[Saved data entries]
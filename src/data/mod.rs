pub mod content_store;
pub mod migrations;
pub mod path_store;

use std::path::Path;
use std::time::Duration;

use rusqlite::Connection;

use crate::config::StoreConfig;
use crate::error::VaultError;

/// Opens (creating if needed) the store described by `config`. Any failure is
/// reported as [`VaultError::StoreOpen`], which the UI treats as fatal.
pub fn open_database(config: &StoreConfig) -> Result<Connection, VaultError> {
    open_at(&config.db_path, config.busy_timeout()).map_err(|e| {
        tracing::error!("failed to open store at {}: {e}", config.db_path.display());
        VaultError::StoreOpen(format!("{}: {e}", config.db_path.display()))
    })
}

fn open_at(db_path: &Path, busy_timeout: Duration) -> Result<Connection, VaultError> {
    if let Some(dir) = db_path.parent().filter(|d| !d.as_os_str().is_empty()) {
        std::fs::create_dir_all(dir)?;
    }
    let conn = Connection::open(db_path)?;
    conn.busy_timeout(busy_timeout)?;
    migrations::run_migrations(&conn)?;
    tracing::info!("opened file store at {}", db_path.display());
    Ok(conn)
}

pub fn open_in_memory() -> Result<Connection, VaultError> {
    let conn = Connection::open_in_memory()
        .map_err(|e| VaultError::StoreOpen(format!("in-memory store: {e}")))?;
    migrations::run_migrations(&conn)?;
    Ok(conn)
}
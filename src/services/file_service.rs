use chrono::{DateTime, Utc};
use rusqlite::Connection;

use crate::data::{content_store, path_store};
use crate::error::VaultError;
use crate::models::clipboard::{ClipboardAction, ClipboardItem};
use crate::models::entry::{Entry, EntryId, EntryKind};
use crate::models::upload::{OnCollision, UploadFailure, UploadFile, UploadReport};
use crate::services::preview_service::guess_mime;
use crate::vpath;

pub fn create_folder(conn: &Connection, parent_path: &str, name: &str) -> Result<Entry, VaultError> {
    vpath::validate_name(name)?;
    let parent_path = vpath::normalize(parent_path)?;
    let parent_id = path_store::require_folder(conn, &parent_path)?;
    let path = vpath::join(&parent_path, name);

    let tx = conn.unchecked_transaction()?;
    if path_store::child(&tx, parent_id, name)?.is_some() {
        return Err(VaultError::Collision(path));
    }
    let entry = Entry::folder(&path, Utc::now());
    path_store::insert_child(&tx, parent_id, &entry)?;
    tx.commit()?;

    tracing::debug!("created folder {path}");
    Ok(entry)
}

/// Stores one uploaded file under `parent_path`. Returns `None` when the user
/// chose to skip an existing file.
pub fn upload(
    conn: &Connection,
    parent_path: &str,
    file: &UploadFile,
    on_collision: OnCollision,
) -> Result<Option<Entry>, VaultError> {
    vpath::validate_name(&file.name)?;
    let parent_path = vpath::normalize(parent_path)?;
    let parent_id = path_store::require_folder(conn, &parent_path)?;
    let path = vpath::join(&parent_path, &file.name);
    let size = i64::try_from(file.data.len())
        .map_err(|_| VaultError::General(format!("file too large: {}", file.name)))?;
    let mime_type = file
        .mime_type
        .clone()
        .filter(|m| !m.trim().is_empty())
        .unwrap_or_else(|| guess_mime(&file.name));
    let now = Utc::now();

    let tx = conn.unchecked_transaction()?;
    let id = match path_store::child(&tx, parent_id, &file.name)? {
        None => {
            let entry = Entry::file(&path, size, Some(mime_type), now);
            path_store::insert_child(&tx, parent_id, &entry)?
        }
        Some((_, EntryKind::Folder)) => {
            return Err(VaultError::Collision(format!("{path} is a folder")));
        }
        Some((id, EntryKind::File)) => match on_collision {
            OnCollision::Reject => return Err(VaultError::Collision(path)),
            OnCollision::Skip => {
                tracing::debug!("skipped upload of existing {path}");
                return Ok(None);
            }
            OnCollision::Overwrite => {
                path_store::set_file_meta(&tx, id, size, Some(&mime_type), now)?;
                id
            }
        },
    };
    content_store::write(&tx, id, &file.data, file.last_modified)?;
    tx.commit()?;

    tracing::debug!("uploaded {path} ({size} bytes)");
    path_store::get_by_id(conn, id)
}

TASK TO COMPLETE: Transcribe the data above completely and exactly.

RESPONSE FOR THIS EXERCISE:
filename src/data/mod.rs
pub mod content_store;
pub mod migrations;
pub mod path_store;

use std::path::Path;
use std::time::Duration;

use rusqlite::Connection;

use crate::config::StoreConfig;
use crate::error::VaultError;

/// Opens (creating if needed) the store described by `config`. Any failure is
/// reported as [`VaultError::StoreOpen`], which the UI treats as fatal.
pub fn open_database(config: &StoreConfig) -> Result<Connection, VaultError> {
    open_at(&config.db_path, config.busy_timeout()).map_err(|e| {
        tracing::error!("failed to open store at {}: {e}", config.db_path.display());
        VaultError::StoreOpen(format!("{}: {e}", config.db_path.display()))
    })
}

fn open_at(db_path: &Path, busy_timeout: Duration) -> Result<Connection, VaultError> {
    if let Some(dir) = db_path.parent().filter(|d| !d.as_os_str().is_empty()) {
        std::fs::create_dir_all(dir)?;
    }
    let conn = Connection::open(db_path)?;
    conn.busy_timeout(busy_timeout)?;
    migrations::run_migrations(&conn)?;
    tracing::info!("opened file store at {}", db_path.display());
    Ok(conn)
}

pub fn open_in_memory() -> Result<Connection, VaultError> {
    let conn = Connection::open_in_memory()
        .map_err(|e| VaultError::StoreOpen(format!("in-memory store: {e}")))?;
    migrations::run_migrations(&conn)?;
    Ok(conn)
}
filename src/services/file_service.rs
use chrono::{DateTime, Utc};
use rusqlite::Connection;

use crate::data::{content_store, path_store};
use crate::error::VaultError;
use crate::models::clipboard::{ClipboardAction, ClipboardItem};
use crate::models::entry::{Entry, EntryId, EntryKind};
use crate::models::upload::{OnCollision, UploadFailure, UploadFile, UploadReport};
use crate::services::preview_service::guess_mime;
use crate::vpath;

pub fn create_folder(conn: &Connection, parent_path: &str, name: &str) -> Result<Entry, VaultError> {
    vpath::validate_name(name)?;
    let parent_path = vpath::normalize(parent_path)?;
    let parent_id = path_store::require_folder(conn, &parent_path)?;
    let path = vpath::join(&parent_path, name);

    let tx = conn.unchecked_transaction()?;
    if path_store::child(&tx, parent_id, name)?.is_some() {
        return Err(VaultError::Collision(path));
    }
    let entry = Entry::folder(&path, Utc::now());
    path_store::insert_child(&tx, parent_id, &entry)?;
    tx.commit()?;

    tracing::debug!("created folder {path}");
    Ok(entry)
}

/// Stores one uploaded file under `parent_path`. Returns `None` when the user
/// chose to skip an existing file.
pub fn upload(
    conn: &Connection,
    parent_path: &str,
    file: &UploadFile,
    on_collision: OnCollision,
) -> Result<Option<Entry>, VaultError> {
    vpath::validate_name(&file.name)?;
    let parent_path = vpath::normalize(parent_path)?;
    let parent_id = path_store::require_folder(conn, &parent_path)?;
    let path = vpath::join(&parent_path, &file.name);
    let size = i64::try_from(file.data.len())
        .map_err(|_| VaultError::General(format!("file too large: {}", file.name)))?;
    let mime_type = file
        .mime_type
        .clone()
        .filter(|m| !m.trim().is_empty())
        .unwrap_or_else(|| guess_mime(&file.name));
    let now = Utc::now();

    let tx = conn.unchecked_transaction()?;
    let id = match path_store::child(&tx, parent_id, &file.name)? {
        None => {
            let entry = Entry::file(&path, size, Some(mime_type), now);
            path_store::insert_child(&tx, parent_id, &entry)?
        }
        Some((_, EntryKind::Folder)) => {
            return Err(VaultError::Collision(format!("{path} is a folder")));
        }
        Some((id, EntryKind::File)) => match on_collision {
            OnCollision::Reject => return Err(VaultError::Collision(path)),
            OnCollision::Skip => {
                tracing::debug!("skipped upload of existing {path}");
                return Ok(None);
            }
            OnCollision::Overwrite => {
                path_store::set_file_meta(&tx, id, size, Some(&mime_type), now)?;
                id
            }
        },
    };
    content_store::write(&tx, id, &file.data, file.last_modified)?;
    tx.commit()?;

    tracing::debug!("uploaded {path} ({size} bytes)");
    path_store::get_by_id(conn, id)
}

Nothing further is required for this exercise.